◆ Requirement ◆
Copy exactly, please, each line of the data below until the line that contains "also score 0.0." has been copied, beginning at the top.
___ Data for processing
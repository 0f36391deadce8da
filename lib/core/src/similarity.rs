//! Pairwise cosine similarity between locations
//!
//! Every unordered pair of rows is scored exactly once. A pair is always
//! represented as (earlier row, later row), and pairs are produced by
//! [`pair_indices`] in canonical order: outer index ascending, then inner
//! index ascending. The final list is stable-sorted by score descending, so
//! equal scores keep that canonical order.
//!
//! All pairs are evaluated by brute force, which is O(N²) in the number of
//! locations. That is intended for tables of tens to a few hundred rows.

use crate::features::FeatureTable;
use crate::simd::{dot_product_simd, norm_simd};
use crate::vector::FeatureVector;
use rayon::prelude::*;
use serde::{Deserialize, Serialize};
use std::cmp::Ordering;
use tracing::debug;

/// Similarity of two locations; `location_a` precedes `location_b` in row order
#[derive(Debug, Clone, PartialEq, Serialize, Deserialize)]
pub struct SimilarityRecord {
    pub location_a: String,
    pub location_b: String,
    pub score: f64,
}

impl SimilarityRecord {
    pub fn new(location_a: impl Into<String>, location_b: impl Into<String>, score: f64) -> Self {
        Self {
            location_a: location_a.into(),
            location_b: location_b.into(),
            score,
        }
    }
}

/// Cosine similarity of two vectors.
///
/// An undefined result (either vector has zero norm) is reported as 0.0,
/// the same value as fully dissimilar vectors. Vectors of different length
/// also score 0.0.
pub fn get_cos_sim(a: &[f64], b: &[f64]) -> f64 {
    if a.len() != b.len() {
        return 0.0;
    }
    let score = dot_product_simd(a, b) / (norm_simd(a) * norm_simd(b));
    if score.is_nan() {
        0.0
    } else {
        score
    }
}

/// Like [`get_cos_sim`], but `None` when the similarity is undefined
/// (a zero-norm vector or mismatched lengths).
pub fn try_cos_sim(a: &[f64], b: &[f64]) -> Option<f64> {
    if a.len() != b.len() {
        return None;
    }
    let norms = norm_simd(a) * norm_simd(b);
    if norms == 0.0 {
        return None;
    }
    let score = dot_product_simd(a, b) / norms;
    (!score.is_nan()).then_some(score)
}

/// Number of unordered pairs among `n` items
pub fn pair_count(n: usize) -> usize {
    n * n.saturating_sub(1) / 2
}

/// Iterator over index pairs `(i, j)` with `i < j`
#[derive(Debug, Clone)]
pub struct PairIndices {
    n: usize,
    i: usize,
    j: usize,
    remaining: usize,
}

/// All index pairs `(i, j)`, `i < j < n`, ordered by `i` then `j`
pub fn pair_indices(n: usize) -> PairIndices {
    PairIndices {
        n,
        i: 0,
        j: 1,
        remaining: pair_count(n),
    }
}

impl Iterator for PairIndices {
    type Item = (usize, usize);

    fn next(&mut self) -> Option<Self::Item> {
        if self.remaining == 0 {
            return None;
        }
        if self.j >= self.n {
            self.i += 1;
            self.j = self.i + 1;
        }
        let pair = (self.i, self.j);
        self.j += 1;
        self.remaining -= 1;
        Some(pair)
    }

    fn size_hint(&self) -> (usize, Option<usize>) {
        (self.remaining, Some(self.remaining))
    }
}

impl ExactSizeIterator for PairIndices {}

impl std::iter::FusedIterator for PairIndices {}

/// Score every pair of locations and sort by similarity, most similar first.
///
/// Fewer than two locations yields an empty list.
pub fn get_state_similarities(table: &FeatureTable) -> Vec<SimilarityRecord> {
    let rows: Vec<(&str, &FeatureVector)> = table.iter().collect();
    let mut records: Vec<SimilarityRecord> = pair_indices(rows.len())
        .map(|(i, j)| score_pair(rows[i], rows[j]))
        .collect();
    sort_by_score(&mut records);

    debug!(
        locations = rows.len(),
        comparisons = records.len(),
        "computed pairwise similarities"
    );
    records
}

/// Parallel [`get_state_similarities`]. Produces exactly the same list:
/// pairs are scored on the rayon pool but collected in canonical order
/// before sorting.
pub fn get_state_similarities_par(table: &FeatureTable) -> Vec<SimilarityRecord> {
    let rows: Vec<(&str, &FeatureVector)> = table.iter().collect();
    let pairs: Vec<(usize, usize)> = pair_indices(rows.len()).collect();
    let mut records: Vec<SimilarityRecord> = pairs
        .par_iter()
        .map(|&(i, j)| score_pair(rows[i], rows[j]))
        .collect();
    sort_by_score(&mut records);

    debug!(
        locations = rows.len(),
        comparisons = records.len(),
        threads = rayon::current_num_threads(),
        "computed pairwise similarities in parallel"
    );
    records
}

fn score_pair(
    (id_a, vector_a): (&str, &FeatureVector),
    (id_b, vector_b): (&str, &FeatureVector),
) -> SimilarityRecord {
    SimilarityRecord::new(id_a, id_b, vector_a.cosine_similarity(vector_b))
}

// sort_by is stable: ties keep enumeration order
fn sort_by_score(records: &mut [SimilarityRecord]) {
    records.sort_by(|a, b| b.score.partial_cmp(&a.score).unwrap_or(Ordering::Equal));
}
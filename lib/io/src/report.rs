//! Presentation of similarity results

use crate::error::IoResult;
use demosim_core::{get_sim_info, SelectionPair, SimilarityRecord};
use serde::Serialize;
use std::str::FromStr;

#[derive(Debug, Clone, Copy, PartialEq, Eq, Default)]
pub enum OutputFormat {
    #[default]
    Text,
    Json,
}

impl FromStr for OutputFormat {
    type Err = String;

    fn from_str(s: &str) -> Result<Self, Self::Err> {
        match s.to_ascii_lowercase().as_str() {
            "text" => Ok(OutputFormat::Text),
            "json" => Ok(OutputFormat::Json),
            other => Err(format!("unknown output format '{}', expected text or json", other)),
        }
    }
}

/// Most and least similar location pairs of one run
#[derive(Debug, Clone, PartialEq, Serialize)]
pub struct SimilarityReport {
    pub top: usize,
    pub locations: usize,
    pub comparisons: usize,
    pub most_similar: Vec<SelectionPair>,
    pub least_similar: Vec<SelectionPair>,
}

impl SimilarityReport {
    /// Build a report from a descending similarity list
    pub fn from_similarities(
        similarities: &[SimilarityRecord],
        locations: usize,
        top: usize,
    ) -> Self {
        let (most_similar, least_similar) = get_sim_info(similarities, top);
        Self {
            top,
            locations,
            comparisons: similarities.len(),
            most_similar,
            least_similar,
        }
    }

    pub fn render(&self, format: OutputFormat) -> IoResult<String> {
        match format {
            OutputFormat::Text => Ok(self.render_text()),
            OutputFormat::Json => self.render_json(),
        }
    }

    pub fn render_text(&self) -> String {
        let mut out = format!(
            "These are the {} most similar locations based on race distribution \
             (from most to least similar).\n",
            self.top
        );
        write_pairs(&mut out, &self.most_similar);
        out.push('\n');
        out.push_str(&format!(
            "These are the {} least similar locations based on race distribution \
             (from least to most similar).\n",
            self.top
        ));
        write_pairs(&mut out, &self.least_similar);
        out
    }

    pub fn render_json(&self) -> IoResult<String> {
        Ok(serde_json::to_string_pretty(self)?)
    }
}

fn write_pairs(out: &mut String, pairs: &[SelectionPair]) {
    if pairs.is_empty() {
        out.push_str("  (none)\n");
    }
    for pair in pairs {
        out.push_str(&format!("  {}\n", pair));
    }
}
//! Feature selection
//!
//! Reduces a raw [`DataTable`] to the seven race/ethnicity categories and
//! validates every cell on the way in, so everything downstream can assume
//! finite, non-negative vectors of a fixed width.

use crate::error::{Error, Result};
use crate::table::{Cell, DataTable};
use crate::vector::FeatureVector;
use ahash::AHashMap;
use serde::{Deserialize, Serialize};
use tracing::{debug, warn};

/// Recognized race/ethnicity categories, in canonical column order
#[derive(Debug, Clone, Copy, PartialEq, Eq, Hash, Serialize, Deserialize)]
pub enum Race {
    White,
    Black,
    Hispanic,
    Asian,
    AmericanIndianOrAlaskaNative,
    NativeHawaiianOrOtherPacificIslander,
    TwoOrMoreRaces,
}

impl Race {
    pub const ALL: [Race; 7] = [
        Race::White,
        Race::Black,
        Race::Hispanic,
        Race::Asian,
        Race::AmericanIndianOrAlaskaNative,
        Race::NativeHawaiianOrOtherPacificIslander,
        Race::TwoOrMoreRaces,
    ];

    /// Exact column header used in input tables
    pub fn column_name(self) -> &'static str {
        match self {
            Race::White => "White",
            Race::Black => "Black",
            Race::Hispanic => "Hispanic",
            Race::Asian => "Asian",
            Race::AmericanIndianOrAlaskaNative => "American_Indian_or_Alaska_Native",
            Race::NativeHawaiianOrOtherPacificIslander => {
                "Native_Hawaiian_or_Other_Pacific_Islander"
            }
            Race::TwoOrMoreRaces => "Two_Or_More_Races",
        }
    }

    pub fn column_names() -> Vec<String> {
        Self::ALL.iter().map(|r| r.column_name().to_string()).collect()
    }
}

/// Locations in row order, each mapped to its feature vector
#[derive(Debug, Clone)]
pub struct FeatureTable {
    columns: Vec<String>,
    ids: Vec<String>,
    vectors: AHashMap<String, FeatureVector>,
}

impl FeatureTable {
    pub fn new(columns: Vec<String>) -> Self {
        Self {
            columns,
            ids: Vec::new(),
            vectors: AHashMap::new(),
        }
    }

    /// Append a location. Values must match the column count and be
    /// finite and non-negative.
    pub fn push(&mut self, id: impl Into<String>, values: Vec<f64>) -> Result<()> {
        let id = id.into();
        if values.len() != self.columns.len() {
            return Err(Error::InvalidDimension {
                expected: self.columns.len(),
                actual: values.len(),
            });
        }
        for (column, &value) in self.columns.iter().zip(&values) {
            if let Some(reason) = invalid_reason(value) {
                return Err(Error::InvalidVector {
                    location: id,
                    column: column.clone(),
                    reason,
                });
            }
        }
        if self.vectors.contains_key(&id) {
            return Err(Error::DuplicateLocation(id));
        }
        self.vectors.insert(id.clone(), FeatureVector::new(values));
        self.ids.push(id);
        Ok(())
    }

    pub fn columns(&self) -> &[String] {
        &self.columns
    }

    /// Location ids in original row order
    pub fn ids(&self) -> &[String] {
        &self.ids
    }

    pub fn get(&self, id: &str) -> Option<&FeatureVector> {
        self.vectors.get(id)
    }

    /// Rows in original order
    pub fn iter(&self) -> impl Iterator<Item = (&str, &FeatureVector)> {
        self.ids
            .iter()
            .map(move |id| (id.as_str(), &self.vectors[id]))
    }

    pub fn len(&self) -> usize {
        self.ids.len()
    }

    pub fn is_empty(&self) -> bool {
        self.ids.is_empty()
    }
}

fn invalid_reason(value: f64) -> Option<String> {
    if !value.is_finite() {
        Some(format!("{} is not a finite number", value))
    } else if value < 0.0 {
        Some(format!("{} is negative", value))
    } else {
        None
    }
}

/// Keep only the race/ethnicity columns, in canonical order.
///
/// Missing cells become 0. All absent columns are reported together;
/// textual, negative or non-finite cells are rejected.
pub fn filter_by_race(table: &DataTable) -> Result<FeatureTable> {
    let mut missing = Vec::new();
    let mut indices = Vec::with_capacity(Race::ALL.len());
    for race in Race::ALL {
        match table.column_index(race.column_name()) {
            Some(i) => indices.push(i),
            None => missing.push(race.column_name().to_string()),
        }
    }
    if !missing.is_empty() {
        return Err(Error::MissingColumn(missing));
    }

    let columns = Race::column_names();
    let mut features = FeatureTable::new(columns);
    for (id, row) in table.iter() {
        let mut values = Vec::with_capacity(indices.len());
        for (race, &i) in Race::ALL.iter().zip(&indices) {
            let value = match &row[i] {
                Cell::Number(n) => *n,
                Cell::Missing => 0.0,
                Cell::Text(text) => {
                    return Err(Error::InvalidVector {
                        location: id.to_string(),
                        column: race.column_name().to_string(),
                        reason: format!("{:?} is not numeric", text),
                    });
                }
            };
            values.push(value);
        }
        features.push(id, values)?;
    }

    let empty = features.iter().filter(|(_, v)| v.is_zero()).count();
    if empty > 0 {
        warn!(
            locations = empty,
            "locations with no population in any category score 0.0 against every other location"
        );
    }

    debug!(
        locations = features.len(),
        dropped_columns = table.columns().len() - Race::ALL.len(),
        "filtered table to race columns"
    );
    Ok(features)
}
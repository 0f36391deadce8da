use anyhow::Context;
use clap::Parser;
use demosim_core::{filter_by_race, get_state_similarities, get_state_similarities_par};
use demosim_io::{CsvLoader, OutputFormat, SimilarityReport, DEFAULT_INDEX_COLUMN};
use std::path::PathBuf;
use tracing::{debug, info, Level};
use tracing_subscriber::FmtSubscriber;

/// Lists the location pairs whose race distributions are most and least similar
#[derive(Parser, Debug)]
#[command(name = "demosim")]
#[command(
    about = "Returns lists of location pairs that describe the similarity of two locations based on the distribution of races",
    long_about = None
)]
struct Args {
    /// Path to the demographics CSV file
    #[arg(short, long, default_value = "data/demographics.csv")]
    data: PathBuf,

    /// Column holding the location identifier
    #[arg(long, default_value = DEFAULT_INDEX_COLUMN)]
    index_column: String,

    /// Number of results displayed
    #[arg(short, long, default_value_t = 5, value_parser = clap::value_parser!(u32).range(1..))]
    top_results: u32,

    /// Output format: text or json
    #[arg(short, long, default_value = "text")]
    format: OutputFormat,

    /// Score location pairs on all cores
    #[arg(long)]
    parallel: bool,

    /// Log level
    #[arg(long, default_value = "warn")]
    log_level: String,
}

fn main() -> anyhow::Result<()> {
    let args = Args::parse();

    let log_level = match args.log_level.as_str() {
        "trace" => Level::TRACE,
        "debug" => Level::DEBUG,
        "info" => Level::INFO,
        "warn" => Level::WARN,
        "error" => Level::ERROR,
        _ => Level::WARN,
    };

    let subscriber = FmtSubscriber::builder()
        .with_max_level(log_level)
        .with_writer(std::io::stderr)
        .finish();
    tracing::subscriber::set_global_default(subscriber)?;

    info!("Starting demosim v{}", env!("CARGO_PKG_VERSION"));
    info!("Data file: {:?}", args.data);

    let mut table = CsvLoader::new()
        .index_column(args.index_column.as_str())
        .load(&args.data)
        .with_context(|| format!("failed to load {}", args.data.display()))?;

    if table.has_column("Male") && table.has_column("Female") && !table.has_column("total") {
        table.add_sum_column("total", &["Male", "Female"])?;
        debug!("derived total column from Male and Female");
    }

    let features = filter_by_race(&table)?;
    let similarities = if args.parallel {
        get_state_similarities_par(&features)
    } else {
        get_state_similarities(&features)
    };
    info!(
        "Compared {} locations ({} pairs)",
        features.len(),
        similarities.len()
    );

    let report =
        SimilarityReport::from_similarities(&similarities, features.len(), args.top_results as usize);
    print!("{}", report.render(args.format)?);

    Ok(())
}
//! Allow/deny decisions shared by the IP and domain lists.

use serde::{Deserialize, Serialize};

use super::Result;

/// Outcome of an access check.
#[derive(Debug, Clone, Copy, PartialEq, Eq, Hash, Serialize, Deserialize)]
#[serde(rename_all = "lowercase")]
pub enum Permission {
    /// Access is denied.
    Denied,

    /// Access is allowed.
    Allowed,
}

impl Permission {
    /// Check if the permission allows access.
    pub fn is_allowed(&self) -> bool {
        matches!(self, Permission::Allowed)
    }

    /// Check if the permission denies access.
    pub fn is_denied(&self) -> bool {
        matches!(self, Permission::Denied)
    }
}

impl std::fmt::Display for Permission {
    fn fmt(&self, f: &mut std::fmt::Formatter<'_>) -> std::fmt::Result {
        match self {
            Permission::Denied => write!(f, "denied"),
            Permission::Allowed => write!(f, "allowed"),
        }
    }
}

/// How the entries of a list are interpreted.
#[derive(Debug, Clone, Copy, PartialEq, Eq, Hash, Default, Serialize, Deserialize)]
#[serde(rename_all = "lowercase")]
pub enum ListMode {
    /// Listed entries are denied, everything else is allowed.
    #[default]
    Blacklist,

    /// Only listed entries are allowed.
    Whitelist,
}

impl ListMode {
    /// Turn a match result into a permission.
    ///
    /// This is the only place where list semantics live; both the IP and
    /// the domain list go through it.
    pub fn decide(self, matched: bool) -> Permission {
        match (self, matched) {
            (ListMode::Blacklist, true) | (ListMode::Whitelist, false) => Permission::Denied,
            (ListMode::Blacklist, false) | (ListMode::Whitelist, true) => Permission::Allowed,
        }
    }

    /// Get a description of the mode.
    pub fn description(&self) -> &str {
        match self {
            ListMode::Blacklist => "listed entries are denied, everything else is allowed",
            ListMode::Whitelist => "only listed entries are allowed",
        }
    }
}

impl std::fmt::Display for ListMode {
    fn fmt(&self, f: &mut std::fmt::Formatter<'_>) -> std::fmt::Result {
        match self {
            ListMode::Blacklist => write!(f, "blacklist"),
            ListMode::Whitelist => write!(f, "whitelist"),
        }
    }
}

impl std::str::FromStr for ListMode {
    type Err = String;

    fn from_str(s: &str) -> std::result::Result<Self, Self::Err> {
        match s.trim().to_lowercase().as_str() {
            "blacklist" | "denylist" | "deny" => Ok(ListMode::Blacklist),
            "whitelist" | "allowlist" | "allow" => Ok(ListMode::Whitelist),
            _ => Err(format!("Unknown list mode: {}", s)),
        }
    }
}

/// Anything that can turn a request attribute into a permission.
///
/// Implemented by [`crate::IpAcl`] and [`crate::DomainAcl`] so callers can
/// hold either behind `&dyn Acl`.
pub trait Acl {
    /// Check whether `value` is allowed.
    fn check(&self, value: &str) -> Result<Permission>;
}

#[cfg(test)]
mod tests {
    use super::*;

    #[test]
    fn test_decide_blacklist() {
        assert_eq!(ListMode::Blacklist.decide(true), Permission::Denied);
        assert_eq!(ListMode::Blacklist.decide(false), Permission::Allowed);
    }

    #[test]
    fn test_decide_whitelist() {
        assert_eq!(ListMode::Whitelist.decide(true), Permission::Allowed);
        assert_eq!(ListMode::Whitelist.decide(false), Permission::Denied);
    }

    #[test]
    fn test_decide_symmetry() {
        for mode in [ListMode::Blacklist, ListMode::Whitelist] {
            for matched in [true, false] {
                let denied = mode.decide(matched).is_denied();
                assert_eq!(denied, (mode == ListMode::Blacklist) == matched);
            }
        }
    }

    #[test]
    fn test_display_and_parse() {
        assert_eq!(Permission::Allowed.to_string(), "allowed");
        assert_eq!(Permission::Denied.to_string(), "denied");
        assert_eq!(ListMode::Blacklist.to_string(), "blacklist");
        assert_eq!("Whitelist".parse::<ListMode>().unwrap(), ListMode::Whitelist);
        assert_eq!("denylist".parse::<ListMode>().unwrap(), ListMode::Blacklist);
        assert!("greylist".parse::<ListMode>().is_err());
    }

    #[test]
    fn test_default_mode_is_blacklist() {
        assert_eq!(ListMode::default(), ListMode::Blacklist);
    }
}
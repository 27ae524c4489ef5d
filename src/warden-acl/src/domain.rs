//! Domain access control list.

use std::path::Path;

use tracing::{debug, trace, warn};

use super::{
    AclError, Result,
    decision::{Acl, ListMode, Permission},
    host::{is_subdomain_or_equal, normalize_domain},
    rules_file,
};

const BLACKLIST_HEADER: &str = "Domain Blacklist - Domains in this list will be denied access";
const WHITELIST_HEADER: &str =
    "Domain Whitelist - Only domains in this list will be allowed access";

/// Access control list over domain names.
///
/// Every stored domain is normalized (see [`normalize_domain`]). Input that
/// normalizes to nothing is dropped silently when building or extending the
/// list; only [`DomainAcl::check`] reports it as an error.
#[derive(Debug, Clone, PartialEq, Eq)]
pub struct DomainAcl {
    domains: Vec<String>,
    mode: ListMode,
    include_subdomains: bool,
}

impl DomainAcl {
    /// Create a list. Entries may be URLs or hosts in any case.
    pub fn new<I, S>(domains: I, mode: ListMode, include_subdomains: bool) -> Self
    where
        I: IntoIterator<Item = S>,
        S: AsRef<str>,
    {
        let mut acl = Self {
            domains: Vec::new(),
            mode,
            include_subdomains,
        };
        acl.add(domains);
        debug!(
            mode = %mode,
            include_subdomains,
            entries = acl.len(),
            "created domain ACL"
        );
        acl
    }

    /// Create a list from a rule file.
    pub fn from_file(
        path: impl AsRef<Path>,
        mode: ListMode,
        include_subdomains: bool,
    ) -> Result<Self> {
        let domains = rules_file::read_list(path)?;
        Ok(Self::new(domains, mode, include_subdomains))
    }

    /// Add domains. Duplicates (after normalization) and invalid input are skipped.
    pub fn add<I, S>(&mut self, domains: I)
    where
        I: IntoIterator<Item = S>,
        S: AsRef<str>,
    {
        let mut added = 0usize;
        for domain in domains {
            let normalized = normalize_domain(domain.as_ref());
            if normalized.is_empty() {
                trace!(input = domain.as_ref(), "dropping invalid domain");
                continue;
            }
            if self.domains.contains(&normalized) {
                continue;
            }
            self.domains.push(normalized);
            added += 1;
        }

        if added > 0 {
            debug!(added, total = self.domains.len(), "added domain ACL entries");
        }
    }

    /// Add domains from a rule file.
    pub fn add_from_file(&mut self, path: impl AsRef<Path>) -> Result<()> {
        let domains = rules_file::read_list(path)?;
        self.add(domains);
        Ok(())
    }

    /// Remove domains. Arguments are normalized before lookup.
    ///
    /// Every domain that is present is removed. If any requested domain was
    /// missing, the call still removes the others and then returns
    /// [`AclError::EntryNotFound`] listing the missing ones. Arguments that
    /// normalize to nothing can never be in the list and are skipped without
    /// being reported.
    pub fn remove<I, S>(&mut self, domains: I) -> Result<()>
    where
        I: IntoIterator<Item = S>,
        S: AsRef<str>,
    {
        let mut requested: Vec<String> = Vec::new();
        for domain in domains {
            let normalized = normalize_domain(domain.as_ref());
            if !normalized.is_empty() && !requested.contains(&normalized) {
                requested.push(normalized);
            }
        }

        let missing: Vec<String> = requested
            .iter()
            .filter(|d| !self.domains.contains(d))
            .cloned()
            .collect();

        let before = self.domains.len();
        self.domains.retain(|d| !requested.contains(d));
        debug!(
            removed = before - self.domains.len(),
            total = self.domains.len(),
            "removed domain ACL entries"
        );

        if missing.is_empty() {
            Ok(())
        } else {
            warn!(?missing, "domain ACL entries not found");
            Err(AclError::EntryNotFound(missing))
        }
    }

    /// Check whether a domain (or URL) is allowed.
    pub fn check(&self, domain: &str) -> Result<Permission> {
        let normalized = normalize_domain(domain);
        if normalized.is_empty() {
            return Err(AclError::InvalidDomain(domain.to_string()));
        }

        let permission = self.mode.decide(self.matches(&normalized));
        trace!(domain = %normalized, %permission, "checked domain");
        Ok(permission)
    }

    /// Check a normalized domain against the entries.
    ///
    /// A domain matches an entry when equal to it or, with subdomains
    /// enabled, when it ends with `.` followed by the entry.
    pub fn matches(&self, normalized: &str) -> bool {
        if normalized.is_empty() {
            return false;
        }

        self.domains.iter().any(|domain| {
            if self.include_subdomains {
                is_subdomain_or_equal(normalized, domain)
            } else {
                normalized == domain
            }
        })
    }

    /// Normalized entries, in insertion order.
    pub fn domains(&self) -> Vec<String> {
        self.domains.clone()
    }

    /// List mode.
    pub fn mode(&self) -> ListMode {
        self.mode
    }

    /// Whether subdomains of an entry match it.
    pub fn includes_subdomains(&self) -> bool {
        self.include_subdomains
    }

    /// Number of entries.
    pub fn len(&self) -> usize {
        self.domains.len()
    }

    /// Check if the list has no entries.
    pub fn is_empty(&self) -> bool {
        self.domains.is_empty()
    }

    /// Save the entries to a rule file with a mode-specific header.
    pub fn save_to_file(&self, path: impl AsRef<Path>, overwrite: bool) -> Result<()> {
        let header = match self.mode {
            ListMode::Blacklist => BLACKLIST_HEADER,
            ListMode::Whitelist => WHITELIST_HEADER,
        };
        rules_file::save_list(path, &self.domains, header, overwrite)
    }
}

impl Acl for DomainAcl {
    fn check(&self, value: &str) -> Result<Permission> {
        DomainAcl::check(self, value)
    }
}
______
◆ Task response ◆
repository 0f36391deadce8da
filename lib/core/src/similarity.rs
//! Pairwise cosine similarity between locations
//!
//! Every unordered pair of rows is scored exactly once. A pair is always
//! represented as (earlier row, later row), and pairs are produced by
//! [`pair_indices`] in canonical order: outer index ascending, then inner
//! index ascending. The final list is stable-sorted by score descending, so
//! equal scores keep that canonical order.
//!
//! All pairs are evaluated by brute force, which is O(N²) in the number of
//! locations. That is intended for tables of tens to a few hundred rows.

use crate::features::FeatureTable;
use crate::simd::{dot_product_simd, norm_simd};
use crate::vector::FeatureVector;
use rayon::prelude::*;
use serde::{Deserialize, Serialize};
use std::cmp::Ordering;
use tracing::debug;

/// Similarity of two locations; `location_a` precedes `location_b` in row order
#[derive(Debug, Clone, PartialEq, Serialize, Deserialize)]
pub struct SimilarityRecord {
    pub location_a: String,
    pub location_b: String,
    pub score: f64,
}

impl SimilarityRecord {
    pub fn new(location_a: impl Into<String>, location_b: impl Into<String>, score: f64) -> Self {
        Self {
            location_a: location_a.into(),
            location_b: location_b.into(),
            score,
        }
    }
}

/// Cosine similarity of two vectors.
///
/// An undefined result (either vector has zero norm) is reported as 0.0,
/// the same value as fully dissimilar vectors. Vectors of different length
/// also score 0.0.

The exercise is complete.